*** Records

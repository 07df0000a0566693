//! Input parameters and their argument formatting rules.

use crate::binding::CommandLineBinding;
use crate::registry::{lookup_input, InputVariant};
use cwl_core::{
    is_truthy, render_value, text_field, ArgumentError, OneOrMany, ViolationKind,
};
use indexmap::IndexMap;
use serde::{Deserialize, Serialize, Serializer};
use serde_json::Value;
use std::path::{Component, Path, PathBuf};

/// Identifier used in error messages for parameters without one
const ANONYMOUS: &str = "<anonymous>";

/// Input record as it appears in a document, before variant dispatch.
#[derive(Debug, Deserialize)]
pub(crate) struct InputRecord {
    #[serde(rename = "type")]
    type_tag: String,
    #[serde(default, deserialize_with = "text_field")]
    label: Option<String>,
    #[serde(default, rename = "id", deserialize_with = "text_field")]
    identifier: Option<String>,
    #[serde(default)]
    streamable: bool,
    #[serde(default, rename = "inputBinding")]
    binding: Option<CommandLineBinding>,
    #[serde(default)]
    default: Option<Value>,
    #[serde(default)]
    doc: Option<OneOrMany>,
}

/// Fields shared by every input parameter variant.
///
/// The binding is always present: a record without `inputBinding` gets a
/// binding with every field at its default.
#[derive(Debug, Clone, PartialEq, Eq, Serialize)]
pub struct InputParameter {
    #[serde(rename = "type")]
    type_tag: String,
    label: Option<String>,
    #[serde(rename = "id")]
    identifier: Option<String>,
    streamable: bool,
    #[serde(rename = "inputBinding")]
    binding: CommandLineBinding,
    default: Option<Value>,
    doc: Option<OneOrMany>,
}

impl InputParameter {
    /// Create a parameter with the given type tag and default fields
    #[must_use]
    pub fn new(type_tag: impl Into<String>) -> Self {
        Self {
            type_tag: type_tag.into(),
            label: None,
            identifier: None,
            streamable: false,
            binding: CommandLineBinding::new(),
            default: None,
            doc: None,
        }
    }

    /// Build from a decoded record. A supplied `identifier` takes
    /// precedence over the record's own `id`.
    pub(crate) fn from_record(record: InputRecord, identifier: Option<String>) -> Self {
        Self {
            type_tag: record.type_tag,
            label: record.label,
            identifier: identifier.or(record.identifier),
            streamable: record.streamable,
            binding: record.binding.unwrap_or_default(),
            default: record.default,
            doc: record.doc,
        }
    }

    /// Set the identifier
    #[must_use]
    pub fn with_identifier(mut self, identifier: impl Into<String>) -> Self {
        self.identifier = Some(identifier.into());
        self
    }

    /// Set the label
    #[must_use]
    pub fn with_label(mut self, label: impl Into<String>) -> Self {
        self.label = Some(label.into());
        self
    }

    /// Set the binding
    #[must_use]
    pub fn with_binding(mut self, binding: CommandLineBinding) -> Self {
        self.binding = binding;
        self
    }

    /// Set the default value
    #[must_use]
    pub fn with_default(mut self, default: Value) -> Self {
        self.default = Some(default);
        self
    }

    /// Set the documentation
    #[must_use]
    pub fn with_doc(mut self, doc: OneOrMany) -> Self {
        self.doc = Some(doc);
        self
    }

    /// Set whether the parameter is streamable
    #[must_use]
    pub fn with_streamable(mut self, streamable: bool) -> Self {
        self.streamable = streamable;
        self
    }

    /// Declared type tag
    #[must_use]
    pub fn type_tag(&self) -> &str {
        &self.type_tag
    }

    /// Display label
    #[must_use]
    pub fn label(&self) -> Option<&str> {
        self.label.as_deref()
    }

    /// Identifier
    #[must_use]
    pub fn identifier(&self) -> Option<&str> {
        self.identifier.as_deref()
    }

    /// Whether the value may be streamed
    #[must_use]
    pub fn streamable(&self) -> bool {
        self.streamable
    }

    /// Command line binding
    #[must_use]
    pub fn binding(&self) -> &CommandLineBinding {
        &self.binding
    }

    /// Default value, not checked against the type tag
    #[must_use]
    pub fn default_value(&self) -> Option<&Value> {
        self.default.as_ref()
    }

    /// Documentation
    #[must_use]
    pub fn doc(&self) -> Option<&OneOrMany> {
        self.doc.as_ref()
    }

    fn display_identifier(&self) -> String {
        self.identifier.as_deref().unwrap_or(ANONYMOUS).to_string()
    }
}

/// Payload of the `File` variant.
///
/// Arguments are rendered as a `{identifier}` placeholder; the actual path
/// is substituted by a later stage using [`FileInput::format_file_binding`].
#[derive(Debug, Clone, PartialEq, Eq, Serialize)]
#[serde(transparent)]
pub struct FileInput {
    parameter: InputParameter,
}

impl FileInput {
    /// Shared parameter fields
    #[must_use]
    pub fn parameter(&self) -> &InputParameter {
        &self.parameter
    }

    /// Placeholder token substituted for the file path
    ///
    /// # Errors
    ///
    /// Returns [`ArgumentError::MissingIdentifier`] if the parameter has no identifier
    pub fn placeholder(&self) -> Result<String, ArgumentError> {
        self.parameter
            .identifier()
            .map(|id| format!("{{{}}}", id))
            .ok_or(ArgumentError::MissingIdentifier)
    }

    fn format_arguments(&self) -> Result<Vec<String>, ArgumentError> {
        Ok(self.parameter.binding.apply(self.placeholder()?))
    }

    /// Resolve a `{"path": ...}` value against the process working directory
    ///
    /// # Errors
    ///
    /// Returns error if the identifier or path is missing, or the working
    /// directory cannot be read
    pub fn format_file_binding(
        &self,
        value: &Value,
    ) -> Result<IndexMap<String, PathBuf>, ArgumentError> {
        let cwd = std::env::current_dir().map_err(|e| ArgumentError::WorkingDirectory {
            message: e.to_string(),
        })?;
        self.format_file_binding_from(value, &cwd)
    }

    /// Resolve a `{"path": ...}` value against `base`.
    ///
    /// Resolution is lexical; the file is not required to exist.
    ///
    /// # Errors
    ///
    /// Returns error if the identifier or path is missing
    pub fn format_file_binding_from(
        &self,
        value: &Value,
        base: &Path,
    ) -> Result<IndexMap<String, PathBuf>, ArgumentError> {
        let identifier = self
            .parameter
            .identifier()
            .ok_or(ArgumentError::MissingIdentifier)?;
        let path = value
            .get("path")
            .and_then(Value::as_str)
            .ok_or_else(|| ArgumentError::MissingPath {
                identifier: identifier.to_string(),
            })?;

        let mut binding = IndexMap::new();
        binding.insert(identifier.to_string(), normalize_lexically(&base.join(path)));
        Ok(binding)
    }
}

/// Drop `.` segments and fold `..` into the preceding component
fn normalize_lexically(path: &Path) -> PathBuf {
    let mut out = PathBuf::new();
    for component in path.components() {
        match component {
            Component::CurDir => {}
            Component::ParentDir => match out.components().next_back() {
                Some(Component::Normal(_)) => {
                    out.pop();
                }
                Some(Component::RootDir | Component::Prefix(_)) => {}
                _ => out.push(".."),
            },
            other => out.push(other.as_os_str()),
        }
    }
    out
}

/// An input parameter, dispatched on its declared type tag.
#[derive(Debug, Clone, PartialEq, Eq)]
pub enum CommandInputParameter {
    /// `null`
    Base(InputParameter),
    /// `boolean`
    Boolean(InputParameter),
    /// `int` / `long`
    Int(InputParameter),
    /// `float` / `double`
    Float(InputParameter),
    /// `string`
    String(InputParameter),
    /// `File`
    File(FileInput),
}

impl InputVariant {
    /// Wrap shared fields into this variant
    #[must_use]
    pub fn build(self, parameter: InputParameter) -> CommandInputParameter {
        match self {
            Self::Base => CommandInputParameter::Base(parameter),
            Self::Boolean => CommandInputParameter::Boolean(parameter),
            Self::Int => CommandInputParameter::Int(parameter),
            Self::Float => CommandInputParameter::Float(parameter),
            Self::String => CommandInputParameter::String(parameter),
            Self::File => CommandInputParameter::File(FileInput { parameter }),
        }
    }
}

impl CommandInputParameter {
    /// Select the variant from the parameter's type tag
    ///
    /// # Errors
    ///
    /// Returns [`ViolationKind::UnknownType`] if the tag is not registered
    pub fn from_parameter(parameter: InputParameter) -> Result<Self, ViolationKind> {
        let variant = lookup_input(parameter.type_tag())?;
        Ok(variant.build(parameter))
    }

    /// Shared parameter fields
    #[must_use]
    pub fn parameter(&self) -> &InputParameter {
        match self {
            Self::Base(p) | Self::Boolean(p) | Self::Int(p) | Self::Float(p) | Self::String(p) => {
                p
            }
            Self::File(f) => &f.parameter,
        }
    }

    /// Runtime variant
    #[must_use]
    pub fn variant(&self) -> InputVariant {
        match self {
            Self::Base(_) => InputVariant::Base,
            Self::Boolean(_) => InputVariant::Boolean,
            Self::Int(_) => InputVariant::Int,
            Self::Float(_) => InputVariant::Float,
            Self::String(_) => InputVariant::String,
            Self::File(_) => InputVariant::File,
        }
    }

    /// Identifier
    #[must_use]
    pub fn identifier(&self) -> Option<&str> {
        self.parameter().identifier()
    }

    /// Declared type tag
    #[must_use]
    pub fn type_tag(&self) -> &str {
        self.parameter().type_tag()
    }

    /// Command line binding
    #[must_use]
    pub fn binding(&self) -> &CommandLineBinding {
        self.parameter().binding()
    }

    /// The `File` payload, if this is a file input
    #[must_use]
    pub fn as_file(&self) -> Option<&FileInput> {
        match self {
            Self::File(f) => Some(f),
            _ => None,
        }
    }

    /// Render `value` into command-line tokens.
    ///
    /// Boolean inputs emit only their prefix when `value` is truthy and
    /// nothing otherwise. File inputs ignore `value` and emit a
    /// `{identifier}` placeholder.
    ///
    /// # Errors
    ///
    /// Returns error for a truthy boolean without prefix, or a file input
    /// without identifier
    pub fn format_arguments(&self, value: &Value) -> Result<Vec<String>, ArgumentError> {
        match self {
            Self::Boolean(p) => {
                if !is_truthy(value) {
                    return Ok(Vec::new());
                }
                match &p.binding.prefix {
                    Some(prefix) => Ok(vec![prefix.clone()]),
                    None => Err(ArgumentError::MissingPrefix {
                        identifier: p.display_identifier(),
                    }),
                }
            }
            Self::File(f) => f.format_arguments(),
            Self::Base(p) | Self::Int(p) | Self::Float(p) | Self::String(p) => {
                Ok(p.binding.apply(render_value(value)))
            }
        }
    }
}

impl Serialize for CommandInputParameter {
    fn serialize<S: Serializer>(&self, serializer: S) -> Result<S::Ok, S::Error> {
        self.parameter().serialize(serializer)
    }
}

******

▸ Task:
Exactly as they appear above, write out the line containing "None => Err(ArgumentError::MissingPrefix" and each line that comes after it in the records.

▸ Exercise response:
                    None => Err(ArgumentError::MissingPrefix {
                        identifier: p.display_identifier(),
                    }),
                }
            }
            Self::File(f) => f.format_arguments(),
            Self::Base(p) | Self::Int(p) | Self::Float(p) | Self::String(p) => {
                Ok(p.binding.apply(render_value(value)))
            }
        }
    }
}

impl Serialize for CommandInputParameter {
    fn serialize<S: Serializer>(&self, serializer: S) -> Result<S::Ok, S::Error> {
        self.parameter().serialize(serializer)
    }
}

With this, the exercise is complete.